In a television interview, Chaudhry Mukhtar said $300 million of the amount to be withdrawn goes specifically to troops serving along the restive and porus Durand Line where 1,100 check posts had been set up to prevent cross-traffic of terrorists between Pakistan and Afghanistan. Saying Pakistan cannot afford to keep its military out in the mountains or in the border areas for a long period, the Minister underlined the fact that this component of U.S. military aid was actually reimbursement for expenses incurred in the war on terror.
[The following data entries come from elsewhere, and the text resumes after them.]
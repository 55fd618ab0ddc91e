//! Test-only doubles for the generator, tools and GitHub.

use std::collections::BTreeMap;
use std::sync::atomic::{AtomicUsize, Ordering};
use std::sync::{Arc, Mutex};

use anyhow::{Result, anyhow};
use serde_json::Value;

use crate::core::types::{Action, Payload, Plan, Step};
use crate::io::gh::{GithubApi, PutFile};
use crate::providers::{Candidate, Generator};
use crate::tools::Tool;

fn as_payload(value: Value) -> Payload {
    match value {
        Value::Object(map) => map,
        other => panic!("tool results must be JSON objects, got {other}"),
    }
}

/// Plan with one bare step per action.
pub fn plan_of(actions: &[Action]) -> Plan {
    Plan::new(actions.iter().copied().map(Step::bare).collect()).expect("valid test plan")
}

/// Plan JSON, one bare step per action, as a generator would emit it.
pub fn plan_json(actions: &[Action]) -> String {
    let steps: Vec<Value> = actions
        .iter()
        .map(|action| serde_json::json!({"action": action.as_str(), "payload": {}}))
        .collect();
    serde_json::json!({ "steps": steps }).to_string()
}

#[derive(Debug, Default)]
struct GeneratorLog {
    prompts: Vec<String>,
    temperatures: Vec<f32>,
}

/// Generator that replays scripted candidate lists.
///
/// Call `n` returns response `n`; once the script runs out the last response
/// repeats.
#[derive(Debug)]
pub struct ScriptedGenerator {
    responses: Vec<Vec<Candidate>>,
    calls: AtomicUsize,
    log: Mutex<GeneratorLog>,
}

impl ScriptedGenerator {
    pub fn sequence(responses: Vec<Vec<Candidate>>) -> Self {
        Self {
            responses,
            calls: AtomicUsize::new(0),
            log: Mutex::new(GeneratorLog::default()),
        }
    }

    pub fn repeating(candidates: Vec<Candidate>) -> Self {
        Self::sequence(vec![candidates])
    }

    pub fn calls(&self) -> usize {
        self.calls.load(Ordering::SeqCst)
    }

    pub fn prompts(&self) -> Vec<String> {
        self.log.lock().expect("generator log").prompts.clone()
    }

    pub fn temperatures(&self) -> Vec<f32> {
        self.log.lock().expect("generator log").temperatures.clone()
    }
}

impl Generator for ScriptedGenerator {
    fn generate(&self, prompt: &str, temperature: f32) -> Result<Vec<Candidate>> {
        let call = self.calls.fetch_add(1, Ordering::SeqCst);
        {
            let mut log = self.log.lock().expect("generator log");
            log.prompts.push(prompt.to_string());
            log.temperatures.push(temperature);
        }
        let response = self
            .responses
            .get(call)
            .or_else(|| self.responses.last())
            .cloned()
            .unwrap_or_default();
        Ok(response)
    }
}

/// Tool that always returns the same result.
pub struct StaticTool {
    action: Action,
    result: Payload,
}

impl StaticTool {
    pub fn new(action: Action, result: Value) -> Self {
        Self {
            action,
            result: as_payload(result),
        }
    }
}

impl Tool for StaticTool {
    fn action(&self) -> Action {
        self.action
    }

    fn run(&self, _input: &Payload) -> Result<Payload> {
        Ok(self.result.clone())
    }
}

/// Tool that records every input it receives.
pub struct RecordingTool {
    action: Action,
    result: Payload,
    inputs: Arc<Mutex<Vec<Payload>>>,
}

impl RecordingTool {
    pub fn new(action: Action, result: Value) -> Self {
        Self {
            action,
            result: as_payload(result),
            inputs: Arc::new(Mutex::new(Vec::new())),
        }
    }

    /// Handle to the recorded inputs; stays valid after the tool is registered.
    pub fn inputs(&self) -> Arc<Mutex<Vec<Payload>>> {
        Arc::clone(&self.inputs)
    }
}

impl Tool for RecordingTool {
    fn action(&self) -> Action {
        self.action
    }

    fn run(&self, input: &Payload) -> Result<Payload> {
        self.inputs
            .lock()
            .expect("recorded inputs")
            .push(input.clone());
        Ok(self.result.clone())
    }
}

/// Tool that fails a fixed number of times, then (optionally) succeeds.
pub struct FailingTool {
    action: Action,
    message: String,
    failures: usize,
    result: Payload,
    calls: Arc<AtomicUsize>,
}

impl FailingTool {
    /// Fails on every call.
    pub fn new(action: Action, message: &str) -> Self {
        Self::then_succeed(action, message, usize::MAX, Value::Object(Payload::new()))
    }

    pub fn then_succeed(action: Action, message: &str, failures: usize, result: Value) -> Self {
        Self {
            action,
            message: message.to_string(),
            failures,
            result: as_payload(result),
            calls: Arc::new(AtomicUsize::new(0)),
        }
    }

    pub fn calls(&self) -> Arc<AtomicUsize> {
        Arc::clone(&self.calls)
    }
}

impl Tool for FailingTool {
    fn action(&self) -> Action {
        self.action
    }

    fn run(&self, _input: &Payload) -> Result<Payload> {
        let call = self.calls.fetch_add(1, Ordering::SeqCst);
        if call < self.failures {
            return Err(anyhow!("{}", self.message));
        }
        Ok(self.result.clone())
    }
}

/// One recorded contents API write.
#[derive(Debug, Clone, PartialEq, Eq)]
pub struct RecordedPut {
    pub repo: String,
    pub path: String,
    pub branch: String,
    pub message: String,
    pub content: String,
    pub sha: Option<String>,
}

/// In-memory GitHub with pre-existing file shas.
#[derive(Debug, Default)]
pub struct FakeGithub {
    existing: BTreeMap<String, String>,
    puts: Mutex<Vec<RecordedPut>>,
}

impl FakeGithub {
    pub fn with_existing<'a>(files: impl IntoIterator<Item = (&'a str, &'a str)>) -> Self {
        Self {
            existing: files
                .into_iter()
                .map(|(path, sha)| (path.to_string(), sha.to_string()))
                .collect(),
            puts: Mutex::new(Vec::new()),
        }
    }

    pub fn puts(&self) -> Vec<RecordedPut> {
        self.puts.lock().expect("recorded puts").clone()
    }
}

impl GithubApi for FakeGithub {
    fn file_sha(&self, _repo: &str, path: &str, _branch: &str) -> Result<Option<String>> {
        Ok(self.existing.get(path).cloned())
    }

    fn put_file(&self, request: &PutFile<'_>) -> Result<()> {
        self.puts.lock().expect("recorded puts").push(RecordedPut {
            repo: request.repo.to_string(),
            path: request.path.to_string(),
            branch: request.branch.to_string(),
            message: request.message.to_string(),
            content: request.content.to_string(),
            sha: request.sha.map(str::to_string),
        });
        Ok(())
    }
}
//! Capability registry: which actions may be dispatched.
//!
//! Built once from configuration and shared read-only with the planner and
//! the capability gate. Mutation is an administrative operation performed
//! before a run (CLI `capabilities`), never by the pipeline itself.

use std::collections::BTreeMap;

use crate::core::types::Action;

#[derive(Debug, Clone, Default, PartialEq, Eq)]
pub struct CapabilityRegistry {
    flags: BTreeMap<Action, bool>,
}

impl CapabilityRegistry {
    /// Registry with every action enabled.
    pub fn all_enabled() -> Self {
        Self::from_flags(Action::ALL.into_iter().map(|action| (action, true)))
    }

    pub fn from_flags(flags: impl IntoIterator<Item = (Action, bool)>) -> Self {
        Self {
            flags: flags.into_iter().collect(),
        }
    }

    /// Absent entries count as disabled.
    pub fn is_enabled(&self, action: Action) -> bool {
        self.flags.get(&action).copied().unwrap_or(false)
    }

    pub fn enable(&mut self, action: Action) {
        self.flags.insert(action, true);
    }

    pub fn disable(&mut self, action: Action) {
        self.flags.insert(action, false);
    }

    /// Enabled actions in vocabulary order.
    pub fn list_enabled(&self) -> Vec<Action> {
        Action::ALL
            .into_iter()
            .filter(|action| self.is_enabled(*action))
            .collect()
    }
}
Meanwhile, the Corps Commanders resolved to fight the “menace of terrorism in our own national interest using our own resources”.

The meeting at General Headquarters also took stock of the security situation in general and ongoing operations in Kurram and Mohmand tribal agencies.

U.S. stand

Earlier, the U.S. State Department sought to set the record straight regarding the cut in aid by drawing a clear distinction between civilian and military assistance.

“The United States continues to seek a constructive, collaborative, mutually beneficial relationship with Pakistan… But as the Secretary said when she testified not too long ago, when it comes to our military assistance, we're not prepared to continue providing that at the pace that we were providing it unless and until we see certain steps taken….With regard to U.S. civilian assistance to Pakistan, that continues unchanged.”